Het betreft een rechthoek ABCD, waarvan A en C zijn verbonden via E en F, waarbij AEF en EFC rechte hoeken zijn.
Gegeven zijn: AB, AD, AE en CF.
Gevraagd is hoek $\alpha$.
Met mijn poging tot oplossen ben ik gekomen tot de volgende vergelijking:
tan(á)=AB-(AEcos(á)+CFcos(á))/AD-(AEsin(á)+CFsin(á))
Is deze vergelijking al op te lossen? Of ontbreekt er nog wat? Of zit ik misschien helemaal in de verkeerde richting te denken?Wouter
21-10-2011
Dag Wouter,
Ik heb niet geprobeerd jouw uitdrukking te controleren.

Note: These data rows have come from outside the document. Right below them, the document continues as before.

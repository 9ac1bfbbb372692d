use crate::domain::models::config::{ProjectConfig, parse_service_hashes};
use crate::domain::models::names::ProjectName;
use crate::domain::permissions::PermissionRegistry;
use crate::domain::ports::ComposeExecutor;
use crate::error::ControlError;
use log::{debug, error, info, warn};
use std::io::ErrorKind;
use std::path::{Path, PathBuf};
use std::sync::Arc;
use std::time::SystemTime;
use tokio::sync::RwLock;

struct CachedConfig {
    modified: SystemTime,
    config: Arc<ProjectConfig>,
}

/// Parsed compose configuration, reloaded whenever the file's modification time advances.
///
/// Reloads are not serialized: two callers may both see a stale entry and both reload.
/// Both produce the same config, the last write wins.
pub struct ConfigCache<E: ComposeExecutor> {
    compose_file: Option<PathBuf>,
    project_name: Option<ProjectName>,
    executor: Arc<E>,
    registry: PermissionRegistry,
    slot: RwLock<Option<CachedConfig>>,
}

impl<E: ComposeExecutor> ConfigCache<E> {
    pub fn new(
        compose_file: Option<PathBuf>,
        project_name: Option<ProjectName>,
        executor: Arc<E>,
        registry: PermissionRegistry,
    ) -> Self {
        Self {
            compose_file,
            project_name,
            executor,
            registry,
            slot: RwLock::new(None),
        }
    }

    pub fn project_name(&self) -> Option<&ProjectName> {
        self.project_name.as_ref()
    }

    fn target(&self) -> Result<(&Path, &ProjectName), ControlError> {
        match (&self.compose_file, &self.project_name) {
            (Some(path), Some(project_name)) => Ok((path, project_name)),
            _ => Err(ControlError::ConfigUnavailable(
                "no compose file configured".to_string(),
            )),
        }
    }

    /// `None` when no compose file is configured.
    pub async fn get_config(&self) -> Result<Option<Arc<ProjectConfig>>, ControlError> {
        if self.compose_file.is_none() {
            return Ok(None);
        }
        let (path, project_name) = self.target()?;
        let modified = modification_time(path).await?;

        if let Some(cached) = self.slot.read().await.as_ref()
            && modified <= cached.modified
        {
            return Ok(Some(cached.config.clone()));
        }

        debug!("loading compose file at {}", path.display());
        let config = Arc::new(self.load(path, project_name).await.map_err(|e| {
            error!("error loading compose file {}: {e}", path.display());
            match e {
                ControlError::CommandFailed { output, .. } => ControlError::ConfigUnavailable(output),
                ControlError::ConfigInvalid(reason) => ControlError::ConfigUnavailable(reason),
                other => other,
            }
        })?);
        self.registry.sync(&config).await;
        *self.slot.write().await = Some(CachedConfig {
            modified,
            config: config.clone(),
        });
        info!(
            "loaded compose project {} with {} services",
            config.project_name,
            config.service_configs.len()
        );
        Ok(Some(config))
    }

    /// Like [`Self::get_config`], but an unconfigured compose file is an error.
    pub async fn require_config(&self) -> Result<Arc<ProjectConfig>, ControlError> {
        self.get_config().await?.ok_or_else(|| {
            ControlError::ConfigUnavailable("no compose file configured".to_string())
        })
    }

    async fn load(&self, path: &Path, project_name: &ProjectName) -> Result<ProjectConfig, ControlError> {
        let resolved = self.resolve().await?;
        let hashes = self
            .executor
            .execute(project_name, &["config".to_string(), "--hash=*".to_string()])
            .await?;
        ProjectConfig::parse(
            project_name.clone(),
            path.to_path_buf(),
            &resolved,
            &parse_service_hashes(&hashes.stdout),
        )
    }

    /// Validates the compose file and returns it with variables interpolated and extends merged.
    pub async fn resolve(&self) -> Result<String, ControlError> {
        let (_, project_name) = self.target()?;
        let output = self
            .executor
            .execute(project_name, &["config".to_string()])
            .await?;
        Ok(output.stdout)
    }

    pub async fn file_content(&self) -> Result<String, ControlError> {
        let (path, _) = self.target()?;
        Ok(tokio::fs::read_to_string(path).await?)
    }

    /// Replaces the compose file. Content that fails to resolve is reverted before returning.
    pub async fn update_file_content(&self, content: &str) -> Result<(), ControlError> {
        let (path, _) = self.target()?;
        if content.trim().is_empty() {
            return Err(ControlError::ConfigInvalid("compose file content is empty".to_string()));
        }
        let original = tokio::fs::read(path).await?;
        let content = content.replace("\r\n", "\n");

        let result = async {
            tokio::fs::write(path, content.as_bytes()).await?;
            self.resolve().await
        }
        .await;

        match result {
            Ok(_) => {
                info!("compose file {} updated", path.display());
                Ok(())
            }
            Err(e) => {
                warn!("restoring compose file {} after failed edit: {e}", path.display());
                tokio::fs::write(path, &original).await?;
                Err(match e {
                    ControlError::CommandFailed { output, .. } => ControlError::ConfigInvalid(output),
                    other => other,
                })
            }
        }
    }
}

async fn modification_time(path: &Path) -> Result<SystemTime, ControlError> {
    match tokio::fs::metadata(path).await {
        Ok(metadata) => Ok(metadata.modified()?),
        Err(e) if e.kind() == ErrorKind::NotFound => {
            let message = format!("docker-compose file [{}] not found", path.display());
            error!("{message}");
            Err(ControlError::ConfigUnavailable(message))
        }
        Err(e) => Err(e.into()),
    }
}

Ik heb het punt C (als C') op de lijn AE loodrecht geprojecteerd.
Met de lijn AC wordt de gezochte hoek dan in twee stukken verdeeld.
Van het ene deel (in het plaatje aangegeven met 1) kan je via de cosinus de grootte berekenen. Immers e en f zijn bekend, dus ook AC' = e + f, en via a en b is ook de lengte c van AC bekend (Pythagoras).
En van het andere deel (aangegeven met 2) is de grootte via de tangens te berekenen.